#### [Saved data entries]

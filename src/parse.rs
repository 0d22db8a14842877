//! Ccsh Parser
//!
//! Splits a raw command line into argument tokens and pulls out the
//! redirection and background directives. The grammar is deliberately tiny:
//! tokens are separated by runs of whitespace, `<`, `>` and `>>` each consume
//! the following token as a filename operand, and `&` marks the invocation
//! for background execution. Directive tokens never show up in `argv`.

/// Represents all information associated with a single parsed command line.
#[derive(Clone, Debug, Default, PartialEq)]
pub struct Invocation {
    /// The argument tokens; the program name is first.
    pub argv: Vec<String>,
    /// The file to read stdin from, if one is specified.
    pub infile: Option<String>,
    /// The file to write stdout to, if one is specified.
    pub outfile: Option<String>,
    /// Open `outfile` for appending instead of truncating.
    pub append: bool,
    /// Run the command in the background.
    pub background: bool,
}

impl Invocation {
    /// Parses a command line into an `Invocation`.
    ///
    /// Returns `None` for a blank line. A redirection directive with no
    /// following token leaves its file unset; this is tolerated malformed
    /// input, not an error. If a directive is repeated, the last occurrence
    /// wins, matching left-to-right token consumption.
    ///
    /// # Examples
    ///
    /// ```
    /// use ccsh::parse::Invocation;
    ///
    /// let inv = Invocation::parse("sort < in.txt > out.txt &").unwrap();
    /// assert_eq!(inv.argv, vec!["sort"]);
    /// assert_eq!(inv.infile.as_deref(), Some("in.txt"));
    /// assert_eq!(inv.outfile.as_deref(), Some("out.txt"));
    /// assert!(!inv.append);
    /// assert!(inv.background);
    /// ```
    pub fn parse(input: &str) -> Option<Invocation> {
        let trimmed = input.trim();
        if trimmed.is_empty() {
            return None;
        }

        let mut invocation = Invocation::default();
        let mut tokens = trimmed.split_whitespace();
        while let Some(token) = tokens.next() {
            match token {
                "<" => {
                    invocation.infile = tokens.next().map(String::from);
                }
                ">" => {
                    invocation.outfile = tokens.next().map(String::from);
                    invocation.append = false;
                }
                ">>" => {
                    invocation.outfile = tokens.next().map(String::from);
                    invocation.append = true;
                }
                "&" => {
                    invocation.background = true;
                }
                arg => {
                    invocation.argv.push(arg.to_string());
                }
            }
        }

        Some(invocation)
    }

    /// The program name, i.e. the first argument token.
    pub fn program(&self) -> Option<&str> {
        self.argv.first().map(String::as_str)
    }
}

#### [Task description]
Every line that holds the string "following" must be copied from the records above.

#### [Solution for this exercise]
//! the following token as a filename operand, and `&` marks the invocation
    /// following token leaves its file unset; this is tolerated malformed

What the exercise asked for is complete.